But perhaps, the problem is not so much the account of the
Exodus in the Torah, but the way, following the early rabbis,
we continue to read it. How would it be if each one of us really
took the Haggadah seriously, and saw it as our obligation, ‘in
every generation’ to imagine that we had personally come
out of Egypt? How would it be if we imagined we were the black
slaves in the Americas discovering the Exodus narrative? How
would reading the story as if we were slaves – not free
people – make a difference? Perhaps, if we read it from
the slave’s perspective, desperate to be ‘free at
last, free at last’, we would not be prepared to swap
the oppressor that torments us for another tyrant – however
benign. If we identify with the oppressed and long for liberation,
God can only be the force in our lives that works for liberation.
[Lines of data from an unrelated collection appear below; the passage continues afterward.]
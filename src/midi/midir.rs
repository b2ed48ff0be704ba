// Copyright (C) 2026 Michael Wilson <mike@mdwn.dev>
//
// This program is free software: you can redistribute it and/or modify it under
// the terms of the GNU General Public License as published by the Free Software
// Foundation, version 3.
//
// This program is distributed in the hope that it will be useful, but WITHOUT
// ANY WARRANTY; without even the implied warranty of MERCHANTABILITY or FITNESS
// FOR A PARTICULAR PURPOSE. See the GNU General Public License for more details.
//
// You should have received a copy of the GNU General Public License along with
// this program. If not, see <https://www.gnu.org/licenses/>.
//
use std::{error::Error, fmt, mem, sync::Mutex};

use crossbeam_channel::Sender;
use midir::{MidiInput, MidiInputConnection, MidiInputPort};
use midly::live::LiveEvent;
use tracing::{debug, error, info};

const CLIENT_NAME: &str = "samplepad input";

pub struct Device {
    name: String,
    input_port: MidiInputPort,
    event_connection: Mutex<Option<MidiInputConnection<()>>>,
}

impl fmt::Display for Device {
    fn fmt(&self, f: &mut fmt::Formatter<'_>) -> fmt::Result {
        write!(f, "{} (midir)", self.name)
    }
}

/// Lists midir input devices.
pub fn list() -> Result<Vec<Box<dyn super::Device>>, Box<dyn Error>> {
    let input = MidiInput::new(CLIENT_NAME)?;
    let mut devices: Vec<Box<dyn super::Device>> = Vec::new();
    for port in input.ports() {
        let name = input.port_name(&port)?;
        devices.push(Box::new(Device {
            name,
            input_port: port,
            event_connection: Mutex::new(None),
        }));
    }
    Ok(devices)
}

/// Gets the midir input device with the given name.
pub fn get(name: &str) -> Result<Device, Box<dyn Error>> {
    let input = MidiInput::new(CLIENT_NAME)?;
    for port in input.ports() {
        if input.port_name(&port)? == name {
            return Ok(Device {
                name: name.to_string(),
                input_port: port,
                event_connection: Mutex::new(None),
            });
        }
    }
    Err(format!("no MIDI input device named {}", name).into())
}

impl super::Device for Device {
    fn name(&self) -> String {
        self.name.clone()
    }

    fn watch_events(&self, sender: Sender<Vec<u8>>) -> Result<(), Box<dyn Error>> {
        let mut event_connection = self.event_connection.lock().expect("unable to get lock");
        if event_connection.is_some() {
            return Err("already watching events".into());
        }

        info!(device = self.name, "Watching MIDI events");

        let input = MidiInput::new(CLIENT_NAME)?;
        *event_connection = Some(input.connect(
            &self.input_port,
            "samplepad input watcher",
            move |_, raw_event, _| {
                if let Ok(event) = LiveEvent::parse(raw_event) {
                    debug!(event = format!("{:?}", event), "Received MIDI event");
                }
                if let Err(e) = sender.send(Vec::from(raw_event)) {
                    error!(
                        err = format!("{:?}", e),
                        "Error sending MIDI event to receiver"
                    );
                }
            },
            (),
        )?);

        Ok(())
    }

    /// Stops watching events.
    fn stop_watch_events(&self) {
        // Explicitly drop the connection.
        let event_connection = self
            .event_connection
            .lock()
            .expect("error getting mutex")
            .take();

        mem::drop(event_connection);
    }
}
Once you know that freedom is possible, you cannot submit to
any form of tyranny again.
So, rather than liberate us, the God portrayed in the Exodus
story fails us – or rather we fail God. Is freedom so
threatening that we have to turn our liberation from tyranny
into acquiescence to the Divine? In 1995 I was asked to deliver
the Jewish key-note lecture on the theme of ‘Speaking
of God Today’ at the International Conference of the International
Council of Christian and Jews, held in Budapest. Preparing for
that lecture, I discovered the work of Marcia Falk, a feminist
liturgist working in the United States. For Marcia Falk, God
is not Melech Ha-olam, ‘King’ or ‘Sovereign’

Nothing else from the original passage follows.